But then again, if I get down to business about the sales of these 2 books that will generate some money to help with other things.

Thanks again,
Carolyn
I hope it helps. It's not easy with the promotional and marketing side of getting known.
I'm blogging a book, Who Killed Emmett Till?, and am having a hard time getting people to leave comments. Since I want to include comments in the blogged version, this is a dilemma ;>) Any thoughts would help. The book is at http://whokilledemmetttill.com .
The best comment gets a free book. That would get some nice ones. Your idea man from North Carolina, I might even give it a try and I am super busy this season.
I'm not sure where your bogg is. I know if I put anything at all on www.authorsden.com, it automatically goes on the Internet. That's what I like about the site. It gets seen. You need a good attention getter with the TOPIC you are posting about the event. Example: if I put "FREE BOOKS", I do get orders. BUT, I may have a clause, like; the fifth person to order through my site with PayPal gets another book free with free shipping.
The problem most people have is they lose sight of the word fiction. You need to invent new weapons that only you can describe and keep a diary of your weaponry. Example, a liquid, crystal, rado which is silent and not deadly can immobilize an entire platoon of soldiers without a sound. In other words, this is your story and you don't have to follow one single example of Star Wars are any other previous work. It will be easy to pull an Excalibur, mulifaded defyer out of your war bag and totally paralyzed an enemy within range of your ray. Good luck, I have been writing fiction for forty years and when someone tells me that something I have written can't be done, I ask them for their definition of fiction. That ends it. PS, I also live writing, don't get me started, I don't know where to stop.
Carole,
I don't write sci fi novels. Mine are memoirs...but, if I need a description of a situation in my story, I look things up online. Let say you go on the Internet and hit; pulse rifles, ray cannons, battle fields, or key in famous battle names. Read through them and get the action from their descriptions.

I hope this helps.
I don't have an answer, but I appreciated this refreshing problem! As an avid SF fan myself, I agree with Paradise. You can achieve plausibility through internal consistency, rather than consistency with current science.
Carole,

Go to the library and look up sci fi fantasy. You can always take a copy for $.10 per page. Sometimes we forget what a wonderful place libraries are.
Try writing science Fiction that deals with society. In other words the science is not the hero, its effect on society is the focus. That way just a basic understanding of the hard science will do.
Carole,
Remember "EMOTIONS" pull a reader into your books. Don't tell about a person's feeling: show it.

Get your reader into your characters. If they're mean; show it, don't tell. How did they look, facial expressions, clothing, how they stood, what they wore, etc. Get into details so that the reader can actually picture that character.

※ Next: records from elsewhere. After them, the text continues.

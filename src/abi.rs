//! Known contract interfaces used outside the generic catalogs.
//!
//! Everything dynamic (entry/exit/deep-scan candidates) is encoded in
//! `catalog`; the interfaces here are the fixed plumbing: ERC-20, wrapped
//! native and the Uniswap V3 router.

use alloy_primitives::{Address, Bytes, U256};
use alloy_sol_types::sol;

sol! {
    // ERC-20 / ERC-4626 views
    function asset() external view returns (address);
    function token() external view returns (address);
    function balanceOf(address account) external view returns (uint256);
    function totalAssets() external view returns (uint256);
    function totalSupply() external view returns (uint256);

    // ERC-20 mutations
    function approve(address spender, uint256 amount) external returns (bool);
    function transfer(address to, uint256 amount) external returns (bool);

    // Wrapped native
    function deposit() external payable;
    function withdraw(uint256 wad) external;

    // Uniswap V3 SwapRouter
    struct ExactInputSingleParams {
        address tokenIn;
        address tokenOut;
        uint24 fee;
        address recipient;
        uint256 deadline;
        uint256 amountIn;
        uint256 amountOutMinimum;
        uint160 sqrtPriceLimitX96;
    }
    function exactInputSingle(ExactInputSingleParams params) external payable returns (uint256 amountOut);
}

/// Decode a single uint256 return word. Empty output decodes to zero.
pub fn decode_uint(ret: &Bytes) -> U256 {
    if ret.len() >= 32 {
        U256::from_be_slice(&ret[ret.len() - 32..])
    } else {
        U256::ZERO
    }
}

/// Decode a single address return word.
pub fn decode_address(ret: &Bytes) -> Option<Address> {
    if ret.len() >= 32 {
        Some(Address::from_slice(&ret[12..32]))
    } else {
        None
    }
}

The same with the weapons. The colors, shape, marks on them, the dents from the continuous fights, the scars of the soldier's face or missing body parts from the battles, the sound as it stabs someone.

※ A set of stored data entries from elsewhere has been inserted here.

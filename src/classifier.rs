//! Deterministic vulnerability classification over collected evidence.
//!
//! The classifier is total and pure: it inspects the evidence a probe run
//! gathered and returns exactly one verdict. Evaluation short-circuits in
//! probe order, so the first applicable classification wins. It never
//! performs calls and never fails.

use alloy_primitives::{U256, U512};

use crate::deep_scan::DeepScanHit;
use crate::prober::ProbeOutcome;

/// Vault accounting captured at a checkpoint.
#[derive(Debug, Clone, Copy, Default, PartialEq, Eq)]
pub struct VaultSnapshot {
    pub total_assets: U256,
    pub total_shares: U256,
    pub prober_balance: U256,
}

/// Second-party deposit observation from the inflation scenario.
#[derive(Debug, Clone, Copy)]
pub struct InflationEvidence {
    /// Assets the victim committed after the 1-wei deposit and donation.
    pub victim_deposit: U256,
    /// Shares the vault minted for that deposit.
    pub victim_shares_minted: U256,
}

/// Share-price observation across a full deposit/withdraw cycle.
#[derive(Debug, Clone, Copy)]
pub struct DriftEvidence {
    pub before: VaultSnapshot,
    pub after: VaultSnapshot,
}

impl DriftEvidence {
    /// Price-per-share strictly increased across the cycle, compared without
    /// division: assets₂·shares₁ > assets₁·shares₂ in widened arithmetic.
    pub fn price_increased(&self) -> bool {
        if self.before.total_shares.is_zero() || self.after.total_shares.is_zero() {
            return false;
        }
        let lhs: U512 = self.after.total_assets.widening_mul(self.before.total_shares);
        let rhs: U512 = self.before.total_assets.widening_mul(self.after.total_shares);
        lhs > rhs
    }
}

/// Fee-refund observation: a minimal-value call under a spiked gas price.
#[derive(Debug, Clone, Copy)]
pub struct FeeRefundEvidence {
    pub balance_before: U256,
    pub balance_after: U256,
    pub gas_price: U256,
}

/// Everything one probe run observed, fed to [`classify`].
#[derive(Debug, Clone, Default)]
pub struct ProbeEvidence {
    /// Entry method that the target accepted, if any.
    pub entry_method: Option<String>,
    /// Prober balance before capital acquisition.
    pub balance_start: U256,
    /// Winning exit outcome, present only when the exit chain found a
    /// balance-increasing candidate.
    pub direct_drain: Option<ProbeOutcome>,
    pub inflation: Option<InflationEvidence>,
    pub drift: Option<DriftEvidence>,
    pub fee_refund: Option<FeeRefundEvidence>,
    pub deep_scan: Option<DeepScanHit>,
}

/// The one verdict a run produces.
#[derive(Debug, Clone, PartialEq, Eq)]
pub enum ExploitVerdict {
    DirectDrain {
        method: String,
        profit: U256,
    },
    InflationAttack {
        victim_deposit: U256,
    },
    RoundingDrift {
        before: VaultSnapshot,
        after: VaultSnapshot,
    },
    SequencerFeeRefund {
        profit: U256,
    },
    DeepScanHit {
        method: &'static str,
        selector: [u8; 4],
        profit: U256,
    },
    NoVulnerability,
}

impl ExploitVerdict {
    pub fn is_vulnerable(&self) -> bool {
        !matches!(self, ExploitVerdict::NoVulnerability)
    }
}

/// Map evidence to a verdict. Short-circuits in probe order.
pub fn classify(evidence: &ProbeEvidence) -> ExploitVerdict {
    if let Some(exit) = &evidence.direct_drain {
        if exit.balance_after > evidence.balance_start {
            return ExploitVerdict::DirectDrain {
                method: exit.method.clone(),
                profit: exit.balance_after - evidence.balance_start,
            };
        }
    }

    if let Some(inflation) = &evidence.inflation {
        if !inflation.victim_deposit.is_zero() && inflation.victim_shares_minted.is_zero() {
            return ExploitVerdict::InflationAttack {
                victim_deposit: inflation.victim_deposit,
            };
        }
    }

    if let Some(drift) = &evidence.drift {
        if drift.price_increased() {
            return ExploitVerdict::RoundingDrift {
                before: drift.before,
                after: drift.after,
            };
        }
    }

    if let Some(refund) = &evidence.fee_refund {
        if refund.balance_after > refund.balance_before {
            return ExploitVerdict::SequencerFeeRefund {
                profit: refund.balance_after - refund.balance_before,
            };
        }
    }

    if let Some(hit) = &evidence.deep_scan {
        if !hit.profit.is_zero() {
            return ExploitVerdict::DeepScanHit {
                method: hit.method,
                selector: hit.selector,
                profit: hit.profit,
            };
        }
    }

    ExploitVerdict::NoVulnerability
}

The reader wants to feel like they are watching a movie.
This discussion has actually become a wonderful book on book marketing! I'm to p. 14 so far, and plan to read the entire thread over time. Whereas books like 1001 Ways to Market Your Books or Beyond the Bookstore give me tons of ways to market, this discussion helps me narrow down which ways are working best for authors and which are not. Extremely valuable!

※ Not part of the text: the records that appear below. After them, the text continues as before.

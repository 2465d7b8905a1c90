//! Decode the length-prefixed block sections of a shard.
//!
//! A shard is a CARv1 archive: a header followed by sections of the form
//! `varint(len) | cid | data`, where `len` covers both the CID and the data. Sorted
//! indexes record the offset of the first byte of a section's varint, so a range read
//! starting at such an offset can be decoded without the archive header.
//!
//! # Truncated Tails
//!
//! Range reads are padded past the last wanted section because its length is unknown
//! until its header is decoded. The bytes at the end of such a range usually cut a
//! section in half. [Decoder] therefore never treats missing bytes as an error: it
//! returns `Ok(None)` until more input arrives, and whatever remains once the input is
//! exhausted is simply dropped. Only structurally invalid framing is reported.

use crate::{varint, Error};
use bytes::{Buf, BufMut, Bytes, BytesMut};
use cid::Cid;

/// Length of a CIDv0 (a bare sha2-256 multihash).
const CIDV0_LEN: usize = 34;

/// Largest digest a [Cid] can hold.
const MAX_DIGEST_LEN: u64 = 64;

/// A decoded section.
#[derive(Clone, Debug)]
pub struct Section {
    /// CID of the block held by the section.
    pub cid: Cid,

    /// Offset of the section within the shard.
    pub offset: u64,

    /// Block data.
    ///
    /// This is a view into the decoder's buffer: copy it before retaining it.
    pub data: Bytes,
}

/// Location of a section's parts, relative to the start of its varint.
#[derive(Clone, Copy, Debug, PartialEq, Eq)]
pub struct Head {
    /// Length of the varint and the CID.
    pub header_len: usize,

    /// Length of the CID.
    pub cid_len: usize,

    /// Length of the block data.
    pub data_len: usize,
}

impl Head {
    /// Total length of the section.
    pub fn section_len(&self) -> usize {
        self.header_len + self.data_len
    }
}

/// Parse the length prefix and CID of the section at the front of `buf`.
///
/// Returns `None` if `buf` ends before the header does.
pub fn read_head(buf: &[u8], max_section: u64) -> Result<Option<(Head, Cid)>, Error> {
    let Some((len, prefix)) = varint::read(buf)? else {
        return Ok(None);
    };
    if len > max_section {
        return Err(Error::SectionTooLarge(len));
    }
    let Some(cid_len) = cid_len(&buf[prefix..])? else {
        return Ok(None);
    };
    if (cid_len as u64) > len {
        return Err(Error::InvalidSection(len));
    }
    let header_len = prefix + cid_len;
    let cid = Cid::try_from(&buf[prefix..header_len])
        .map_err(|err| Error::InvalidCid(err.to_string()))?;
    let head = Head {
        header_len,
        cid_len,
        data_len: len as usize - cid_len,
    };
    Ok(Some((head, cid)))
}

/// Determine the encoded length of the CID at the front of `buf`.
fn cid_len(buf: &[u8]) -> Result<Option<usize>, Error> {
    if buf.len() < 2 {
        return Ok(None);
    }
    if buf[0] == 0x12 && buf[1] == 0x20 {
        return Ok(Some(CIDV0_LEN));
    }

    // version, codec, multihash code, digest size
    let mut cursor = 0;
    let mut fields = [0u64; 4];
    for field in fields.iter_mut() {
        let Some((value, read)) = varint::read(&buf[cursor..])? else {
            return Ok(None);
        };
        *field = value;
        cursor += read;
    }
    let [version, _, _, size] = fields;
    if version != 1 {
        return Err(Error::InvalidCid(format!("unsupported version: {version}")));
    }
    if size > MAX_DIGEST_LEN {
        return Err(Error::InvalidCid(format!("digest too large: {size}")));
    }
    let total = cursor + size as usize;
    if buf.len() < total {
        return Ok(None);
    }
    Ok(Some(total))
}

/// Incrementally decodes sections from a byte stream that begins on a section boundary.
pub struct Decoder {
    buffer: BytesMut,
    position: u64,
    max_section: u64,
}

impl Decoder {
    /// Create a decoder for a stream whose first byte is at `offset` within the shard.
    pub fn new(offset: u64, max_section: u64) -> Self {
        Self {
            buffer: BytesMut::new(),
            position: offset,
            max_section,
        }
    }

    /// Append bytes read from the stream.
    pub fn push(&mut self, chunk: &[u8]) {
        self.buffer.extend_from_slice(chunk);
    }

    /// Decode the next complete section, if one is buffered.
    pub fn next_section(&mut self) -> Result<Option<Section>, Error> {
        let Some((head, cid)) = read_head(&self.buffer, self.max_section)? else {
            return Ok(None);
        };
        if self.buffer.len() < head.section_len() {
            return Ok(None);
        }
        let offset = self.position;
        self.buffer.advance(head.header_len);
        let data = self.buffer.split_to(head.data_len).freeze();
        self.position = self.position.saturating_add(head.section_len() as u64);
        Ok(Some(Section { cid, offset, data }))
    }

    /// Offset (within the shard) of the next undecoded byte.
    pub fn position(&self) -> u64 {
        self.position
    }

    /// Number of buffered bytes that do not yet form a complete section.
    pub fn remaining(&self) -> usize {
        self.buffer.len()
    }
}

/// Encode a section holding `data` under `cid`.
pub fn write_section(cid: &Cid, data: &[u8], buf: &mut impl BufMut) {
    let cid = cid.to_bytes();
    varint::write((cid.len() + data.len()) as u64, buf);
    buf.put_slice(&cid);
    buf.put_slice(data);
}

Although I've published through traditional publishers in the past, I started my own publishing company and published my latest book through BookSurge, about 5 months ago. It's been a great experience so far. I have about 15 nice Amazon reviews and my press kit web page displays other blurbs and reviews -
http://wisdomcreekpress.com/press_kits.html . It seems to be finally selling on it's own on Amazon. (Prior to this month, it only sold when I got a review or made some other initiative.)

So now I'm revisiting the distribution question. The wholesaler Baker and Taylor carries it without a return policy, so that I assume no bookstores will order it from them, unless someone special orders. I applied to B&T to try to get it to have a return policy, but was rejected for having inadequate marketing. (Yet, I gave them copies of my 45 page marketing plan. I suppose they don't want to carry a book that's not being marketed specifically to bookstores through traditional cataloges, etc.).

I was turned down by a distributor earlier in the process. So here are my specific questions about seeking distribution:

1) Do I even need to seek distribution into bookstores? Since my book is a personal finance book, won't people tend to go for the high profile Donald Trumps and Dave Ramsey's, rather than a low profile person? (The party line among publishers is that to sell personal finance books, you've got to have a national radio show or some other type of national platform.) Maybe I should just concentrate on sales through Amazon and special sales outside of bookstores.

2) Since I'm still building my platform and hope to get more media attention later, would it be better to wait until later in the process to try to seek a distributor, since if I'm not presently nationally known, there's a likelihood that my book would go into the bookstore, only to be returned a few months later.

3) Is there a distributor that specializes in selling books to school and city libraries. Since libraries might want a personal finance book to fill a niche to young people - ages 16-32 - I think a distributor would have more success marketing to libraries than to bookstores.

Any advice would be appreciated. Oh, and the book is called Enjoy Your Money! How to Make It, Save It, Invest It and Give It. Here it is on Amazon: http://www.amazon.com/Enjoy-Your-Money-Make-Invest/dp/098187567X/re...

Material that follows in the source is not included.